%%
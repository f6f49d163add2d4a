//! DigitalOcean droplet commands.

use std::io::Write;

use tracing::{debug, info};

use crate::backend::Backend;
use crate::digitalocean::{DigitalOceanBackend, DigitalOceanError, DropletSpec};
use crate::lifecycle::Orchestrator;
use crate::output::Table;
use crate::resource::{Placement, ReferenceKind, Resource, ResourceId};
use crate::session::Session;

use super::{CommandError, emit, format_time, resource_detail};

/// Timestamp layout of droplet tables.
pub const DROPLET_TIME_FORMAT: &str = "%Y-%m-%dT%H:%M";

/// Lists droplets with their region, size, and image names.
///
/// # Errors
///
/// Returns [`CommandError::Provider`] when listing droplets or a catalogue
/// fails.
pub async fn list_droplets<B: Backend>(
    session: &Session<B>,
    out: &mut impl Write,
) -> Result<(), CommandError<B::Error>> {
    debug!("listing droplets");
    let droplets = session
        .backend()
        .list_resources()
        .await
        .map_err(CommandError::Provider)?;

    let mut table = Table::new();
    if droplets.is_empty() {
        table.push(["no droplets found"]);
        emit(out, &table)?;
        return Ok(());
    }

    table.push([
        "Id", "Created", "Status", "Locked", "Name", "IPAddress", "Region", "Size", "Image",
    ]);
    for droplet in &droplets {
        let (region, size, image) = placement_labels(session, droplet)
            .await
            .map_err(CommandError::Provider)?;
        table.push([
            droplet.id.to_string(),
            format_time(droplet.created_at, DROPLET_TIME_FORMAT),
            droplet.status.to_string(),
            droplet.flags.locked.to_string(),
            droplet.name.clone(),
            droplet.public_ip.clone().unwrap_or_default(),
            region,
            size,
            image,
        ]);
    }
    emit(out, &table)?;
    Ok(())
}

async fn placement_labels<B: Backend>(
    session: &Session<B>,
    droplet: &Resource,
) -> Result<(String, String, String), B::Error> {
    let Placement::Droplet {
        region_id,
        size_id,
        image_id,
    } = droplet.placement
    else {
        return Ok((String::new(), String::new(), String::new()));
    };
    Ok((
        session.labelled(ReferenceKind::Region, region_id).await?,
        session.labelled(ReferenceKind::Size, size_id).await?,
        session.labelled(ReferenceKind::Image, image_id).await?,
    ))
}

/// Shows one droplet.
///
/// # Errors
///
/// Returns [`CommandError::Provider`] when the droplet cannot be fetched.
pub async fn droplet_info<B: Backend>(
    session: &Session<B>,
    id: ResourceId,
    out: &mut impl Write,
) -> Result<(), CommandError<B::Error>> {
    let droplet = session
        .backend()
        .get_resource(id)
        .await
        .map_err(CommandError::Provider)?;
    emit(out, &resource_detail(&droplet, DROPLET_TIME_FORMAT))?;
    Ok(())
}

/// Creates a droplet and waits until it is active.
///
/// # Errors
///
/// Returns [`CommandError::Lifecycle`] when creation fails or times out.
pub async fn create_droplet(
    session: &Session<DigitalOceanBackend>,
    spec: &DropletSpec,
    out: &mut impl Write,
) -> Result<(), CommandError<DigitalOceanError>> {
    info!(
        name = %spec.name,
        region_id = spec.region_id,
        size_id = spec.size_id,
        image_id = spec.image_id,
        "creating droplet"
    );
    let ready = Orchestrator::new(session).create(spec).await?;
    emit(out, &resource_detail(&ready.resource, DROPLET_TIME_FORMAT))?;
    Ok(())
}

/// Renames a droplet.
///
/// # Errors
///
/// Returns [`CommandError::Provider`] when the API rejects the rename.
pub async fn rename_droplet(
    session: &Session<DigitalOceanBackend>,
    id: ResourceId,
    name: &str,
) -> Result<(), CommandError<DigitalOceanError>> {
    info!(droplet_id = %id, name, "renaming droplet");
    session
        .backend()
        .client()
        .rename_droplet(id.get(), name)
        .await
        .map_err(CommandError::Provider)?;
    info!(droplet_id = %id, name, "renamed droplet");
    Ok(())
}

/// Rebuilds a droplet from an image and waits until it is active again.
///
/// # Errors
///
/// Returns [`CommandError::Lifecycle`] when the rebuild fails or times out.
pub async fn rebuild_droplet<B: Backend>(
    session: &Session<B>,
    id: ResourceId,
    image_id: u64,
    out: &mut impl Write,
) -> Result<(), CommandError<B::Error>> {
    let ready = Orchestrator::new(session).rebuild(id, image_id).await?;
    info!(
        droplet_id = %id,
        total_secs = format_args!("{:.1}", ready.elapsed.as_secs_f64()),
        "rebuilt droplet"
    );
    emit(out, &resource_detail(&ready.resource, DROPLET_TIME_FORMAT))?;
    Ok(())
}

/// Powers a droplet off and shows its refreshed state.
///
/// # Errors
///
/// Returns [`CommandError::Lifecycle`] when the shutdown call fails.
pub async fn shutdown_droplet<B: Backend>(
    session: &Session<B>,
    id: ResourceId,
    out: &mut impl Write,
) -> Result<(), CommandError<B::Error>> {
    info!(droplet_id = %id, "shutting down droplet");
    let droplet = Orchestrator::new(session).shutdown(id).await?;
    emit(out, &resource_detail(&droplet, DROPLET_TIME_FORMAT))?;
    Ok(())
}

#[cfg(test)]
mod tests {
    use chrono::{TimeZone, Utc};

    use super::*;
    use crate::resource::{ReferenceEntry, TransitionKind};
    use crate::test_support::{ScriptedBackend, resource};

    fn session_with_catalogues() -> Session<ScriptedBackend> {
        let backend = ScriptedBackend::new();
        backend.set_references(
            ReferenceKind::Region,
            vec![ReferenceEntry::new(2_u64, "Amsterdam 1")],
        );
        backend.set_references(ReferenceKind::Size, vec![ReferenceEntry::new(66_u64, "512MB")]);
        backend.set_references(ReferenceKind::Image, Vec::new());
        Session::new(backend)
    }

    #[tokio::test]
    async fn empty_account_prints_placeholder() {
        let session = session_with_catalogues();
        let mut out = Vec::new();

        list_droplets(&session, &mut out).await.expect("list");

        assert_eq!(String::from_utf8(out).expect("utf8"), "no droplets found\n");
    }

    #[tokio::test]
    async fn droplet_rows_resolve_catalogue_names() {
        let session = session_with_catalogues();
        let mut droplet = resource(7, "active");
        droplet.name = String::from("web-1");
        droplet.created_at = Utc.with_ymd_and_hms(2013, 5, 1, 10, 0, 0).single();
        session.backend().push_resource(droplet);
        session.backend().push_status(8, "new");
        let mut out = Vec::new();

        list_droplets(&session, &mut out).await.expect("list");

        let rendered = String::from_utf8(out).expect("utf8");
        let mut lines = rendered.lines();
        let header = lines.next().expect("header");
        assert!(header.starts_with("Id  Created"), "{header}");
        let first = lines.next().expect("row");
        assert!(first.starts_with("7   2013-05-01T10:00  active  false"), "{first}");
        for cell in ["web-1", "192.0.2.10", "Amsterdam 1 (2)", "512MB (66)", "350076 (350076)"] {
            assert!(first.contains(cell), "{cell} missing from {first}");
        }
        assert!(lines.next().is_some_and(|row| row.starts_with("8 ")));
        assert_eq!(session.backend().reference_calls(ReferenceKind::Region), 1);
    }

    #[tokio::test]
    async fn info_renders_detail_table() {
        let session = session_with_catalogues();
        session.backend().push_status(7, "off");
        let mut out = Vec::new();

        droplet_info(&session, ResourceId(7), &mut out)
            .await
            .expect("info");

        let rendered = String::from_utf8(out).expect("utf8");
        assert!(rendered.contains("Status   off"), "{rendered}");
        assert!(rendered.contains("Locked   false"), "{rendered}");
    }

    #[tokio::test]
    async fn shutdown_renders_the_refreshed_droplet() {
        let session = session_with_catalogues();
        session.backend().push_status(7, "off");
        let mut out = Vec::new();

        shutdown_droplet(&session, ResourceId(7), &mut out)
            .await
            .expect("shutdown");

        assert_eq!(session.backend().calls(TransitionKind::Shutdown), 1);
        let rendered = String::from_utf8(out).expect("utf8");
        assert!(rendered.contains("Status   off"), "{rendered}");
    }
}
%%
The string "found" may occur on several lines of the listing; state how many such lines there are, giving the number only.

2